Exercise goal
A verbatim reprint of the records below is what this exercise asks for.
-------------------------
fn run(method: EsmMethod, values: &[f64], period: usize, w: Weights, init: &(State, usize)) -> Pass {
    let (mut state, start) = init.clone();
    let n = values.len();
    let m = state.season.len();
    let mut pass = Pass {
        fitted: vec![f64::NAN; n],
        levels: vec![f64::NAN; n],
        trends: vec![f64::NAN; n],
        seasons: vec![f64::NAN; n],
        state: state.clone(),
    };
    let multiplicative = method.is_multiplicative();
    let seasonal = method.is_seasonal() && period > 1;

    for t in start..n {
        let damped = w.phi * state.trend;
        let base = state.level + damped;
        let s = state.season[t % m];
        pass.fitted[t] = match (seasonal, multiplicative) {
            (false, _) => base,
            (true, false) => base + s,
            (true, true) => base * s,
        };

        let y = values[t];
        if y.is_finite() {
            let deseasoned = match (seasonal, multiplicative) {
                (false, _) => y,
                (true, false) => y - s,
                (true, true) => y / s,
            };
            let level = w.alpha * deseasoned + (1.0 - w.alpha) * base;
            if method.has_trend() {
                state.trend = w.beta * (level - state.level) + (1.0 - w.beta) * damped;
            }
            if seasonal {
                state.season[t % m] = if multiplicative {
                    w.gamma * (y / level) + (1.0 - w.gamma) * s
                } else {
                    w.gamma * (y - level) + (1.0 - w.gamma) * s
                };
            }
            state.level = level;
        } else {
            state.level = base;
            state.trend = damped;
        }

        pass.levels[t] = state.level;
        pass.trends[t] = state.trend;
        pass.seasons[t] = state.season[t % m];
    }

    pass.state = state;
    pass
}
-------------------------
Solution
fn run(method: EsmMethod, values: &[f64], period: usize, w: Weights, init: &(State, usize)) -> Pass {
    let (mut state, start) = init.clone();
    let n = values.len();
    let m = state.season.len();
    let mut pass = Pass {
        fitted: vec![f64::NAN; n],
        levels: vec![f64::NAN; n],
        trends: vec![f64::NAN; n],
        seasons: vec![f64::NAN; n],
        state: state.clone(),
    };
    let multiplicative = method.is_multiplicative();
    let seasonal = method.is_seasonal() && period > 1;

    for t in start..n {
        let damped = w.phi * state.trend;
        let base = state.level + damped;
        let s = state.season[t % m];
        pass.fitted[t] = match (seasonal, multiplicative) {
            (false, _) => base,
            (true, false) => base + s,
            (true, true) => base * s,
        };

        let y = values[t];
        if y.is_finite() {
            let deseasoned = match (seasonal, multiplicative) {
                (false, _) => y,
                (true, false) => y - s,
                (true, true) => y / s,
            };
            let level = w.alpha * deseasoned + (1.0 - w.alpha) * base;
            if method.has_trend() {
                state.trend = w.beta * (level - state.level) + (1.0 - w.beta) * damped;
            }
            if seasonal {
                state.season[t % m] = if multiplicative {
                    w.gamma * (y / level) + (1.0 - w.gamma) * s
                } else {
                    w.gamma * (y - level) + (1.0 - w.gamma) * s
                };
            }
            state.level = level;
        } else {
            state.level = base;
            state.trend = damped;
        }

        pass.levels[t] = state.level;
        pass.trends[t] = state.trend;
        pass.seasons[t] = state.season[t % m];
    }

    pass.state = state;
    pass
}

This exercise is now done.